Available data: Begin
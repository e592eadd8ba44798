//! The top-level client.

use std::path::Path;
use std::sync::Arc;

use bytes::Bytes;
use http::Request;
use http_body_util::Full;

use crate::builder::DfpClientBuilder;
use crate::cache::DescriptionCache;
use crate::catalog;
use crate::config::ClientConfig;
use crate::credentials::CredentialsProvider;
use crate::downloader::DataDownloader;
use crate::error::ClientError;
use crate::header::HeaderHandler;
use crate::service::{MAX_MESSAGE_CHARS, ServiceProxy, truncate};
use crate::transport::HyperTransport;
use crate::wsdl::ServiceDescription;

/// Server used when none is given.
pub const DEFAULT_SERVER: &str = "https://ads.google.com";

/// Entry point: creates service proxies and data downloaders.
///
/// Cloning is cheap; clones share configuration, transport and cache.
#[derive(Clone)]
pub struct DfpClient {
    inner: Arc<ClientInner>,
}

struct ClientInner {
    transport: HyperTransport,
    header: Arc<HeaderHandler>,
    cache: Option<Arc<dyn DescriptionCache>>,
    https_proxy: Option<String>,
}

impl std::fmt::Debug for DfpClient {
    fn fmt(&self, f: &mut std::fmt::Formatter<'_>) -> std::fmt::Result {
        f.debug_struct("DfpClient")
            .field("header", &self.inner.header)
            .field("transport", &self.inner.transport)
            .field("cache", &self.inner.cache.is_some())
            .finish()
    }
}

impl DfpClient {
    /// Start building a client.
    pub fn builder<C, S>(credentials: C, application_name: S) -> DfpClientBuilder
    where
        C: CredentialsProvider + 'static,
        S: Into<String>,
    {
        DfpClientBuilder::new(credentials, application_name)
    }

    pub(crate) fn from_parts(
        transport: HyperTransport,
        header: Arc<HeaderHandler>,
        cache: Option<Arc<dyn DescriptionCache>>,
        https_proxy: Option<String>,
    ) -> Self {
        Self {
            inner: Arc::new(ClientInner {
                transport,
                header,
                cache,
                https_proxy,
            }),
        }
    }

    /// Build a client from a YAML configuration file.
    ///
    /// `path` defaults to `googleads.yaml` in the home directory. When the
    /// file sets no `https_proxy`, the `HTTPS_PROXY` environment variable is
    /// used instead.
    pub fn load_from_storage(path: Option<&Path>) -> Result<Self, ClientError> {
        let mut config = ClientConfig::load(path)?;
        if config.https_proxy.is_none() {
            config.https_proxy = std::env::var("HTTPS_PROXY")
                .ok()
                .filter(|proxy| !proxy.trim().is_empty());
        }
        config.into_builder()?.build()
    }

    /// Build a client from YAML text.
    pub fn load_from_str(yaml: &str) -> Result<Self, ClientError> {
        ClientConfig::parse(yaml)?.into_builder()?.build()
    }

    pub fn application_name(&self) -> &str {
        self.inner.header.application_name()
    }

    pub fn network_code(&self) -> Option<&str> {
        self.inner.header.network_code()
    }

    pub fn https_proxy(&self) -> Option<&str> {
        self.inner.https_proxy.as_deref()
    }

    pub(crate) fn transport(&self) -> &HyperTransport {
        &self.inner.transport
    }

    pub(crate) fn header(&self) -> &HeaderHandler {
        &self.inner.header
    }

    /// Create a proxy for `service_name`.
    ///
    /// `version` defaults to the newest catalogued version and `server` to
    /// [`DEFAULT_SERVER`]. The service description is fetched from
    /// `<server>/apis/ads/publisher/<version>/<service_name>?wsdl`, or taken
    /// from the cache.
    ///
    /// # Errors
    ///
    /// If the description cannot be fetched or parsed, the catalog decides
    /// the error: `UnknownVersion` or `UnknownService` when it does not know
    /// the pair, otherwise `DescriptionFetchFailed` wrapping the failure.
    pub async fn get_service(
        &self,
        service_name: &str,
        version: Option<&str>,
        server: Option<&str>,
    ) -> Result<ServiceProxy, ClientError> {
        let version = version.unwrap_or_else(|| catalog::latest_version());
        let url = description_url(server.unwrap_or(DEFAULT_SERVER), version, service_name);

        let description = match self.fetch_description(&url).await {
            Ok(description) => description,
            Err(err) => {
                #[cfg(feature = "tracing")]
                tracing::debug!(url = %url, error = %err, "service description unavailable");
                return Err(match catalog::diagnose(version, service_name) {
                    Some(diagnosis) => diagnosis,
                    None => ClientError::DescriptionFetchFailed {
                        url,
                        source: Box::new(err),
                    },
                });
            }
        };

        Ok(ServiceProxy::new(
            self.inner.transport.clone(),
            self.inner.header.clone(),
            Arc::new(description),
            service_name.to_string(),
            version.to_string(),
        ))
    }

    /// Create a data downloader bound to this client.
    pub fn get_data_downloader(&self, version: Option<&str>, server: Option<&str>) -> DataDownloader {
        DataDownloader::new(
            self.clone(),
            version.unwrap_or_else(|| catalog::latest_version()),
            server.unwrap_or(DEFAULT_SERVER),
        )
    }

    async fn fetch_description(&self, url: &str) -> Result<ServiceDescription, ClientError> {
        if let Some(cached) = self.inner.cache.as_ref().and_then(|cache| cache.get(url)) {
            if let Ok(description) = parse_description(&cached) {
                #[cfg(feature = "tracing")]
                tracing::trace!(url, "service description cache hit");
                return Ok(description);
            }
        }

        let mut request = Request::get(url)
            .body(Full::new(Bytes::new()))
            .map_err(|e| ClientError::transport(format!("invalid description URL {url}: {e}")))?;
        request
            .headers_mut()
            .extend(self.inner.header.static_http_headers());

        #[cfg(feature = "tracing")]
        tracing::debug!(url, "fetching service description");

        let response = self.inner.transport.send(request).await?;
        let status = response.status();
        if !status.is_success() {
            return Err(ClientError::Http {
                status: status.as_u16(),
                message: truncate(&String::from_utf8_lossy(response.body()), MAX_MESSAGE_CHARS)
                    .to_string(),
            });
        }

        let document = response.into_body();
        let description = parse_description(&document)?;
        if let Some(cache) = &self.inner.cache {
            cache.put(url, document);
        }
        Ok(description)
    }
}

fn parse_description(document: &[u8]) -> Result<ServiceDescription, ClientError> {
    let text = std::str::from_utf8(document)
        .map_err(|e| ClientError::decode(format!("service description is not UTF-8: {e}")))?;
    Ok(ServiceDescription::parse(text)?)
}

/// `<server>/apis/ads/publisher/<version>/<service>?wsdl`, without a doubled slash.
pub(crate) fn description_url(server: &str, version: &str, service_name: &str) -> String {
    format!(
        "{}/apis/ads/publisher/{}/{}?wsdl",
        server.trim_end_matches('/'),
        version,
        service_name
    )
}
Available data: End
Will you return exactly the lines above from the one with "pub fn builder<C, S>(credentials: C, application_name: S)" down to the one with "from YAML text.", counting both as part of the range?

**Reply to the task:**
    pub fn builder<C, S>(credentials: C, application_name: S) -> DfpClientBuilder
    where
        C: CredentialsProvider + 'static,
        S: Into<String>,
    {
        DfpClientBuilder::new(credentials, application_name)
    }

    pub(crate) fn from_parts(
        transport: HyperTransport,
        header: Arc<HeaderHandler>,
        cache: Option<Arc<dyn DescriptionCache>>,
        https_proxy: Option<String>,
    ) -> Self {
        Self {
            inner: Arc::new(ClientInner {
                transport,
                header,
                cache,
                https_proxy,
            }),
        }
    }

    /// Build a client from a YAML configuration file.
    ///
    /// `path` defaults to `googleads.yaml` in the home directory. When the
    /// file sets no `https_proxy`, the `HTTPS_PROXY` environment variable is
    /// used instead.
    pub fn load_from_storage(path: Option<&Path>) -> Result<Self, ClientError> {
        let mut config = ClientConfig::load(path)?;
        if config.https_proxy.is_none() {
            config.https_proxy = std::env::var("HTTPS_PROXY")
                .ok()
                .filter(|proxy| !proxy.trim().is_empty());
        }
        config.into_builder()?.build()
    }

    /// Build a client from YAML text.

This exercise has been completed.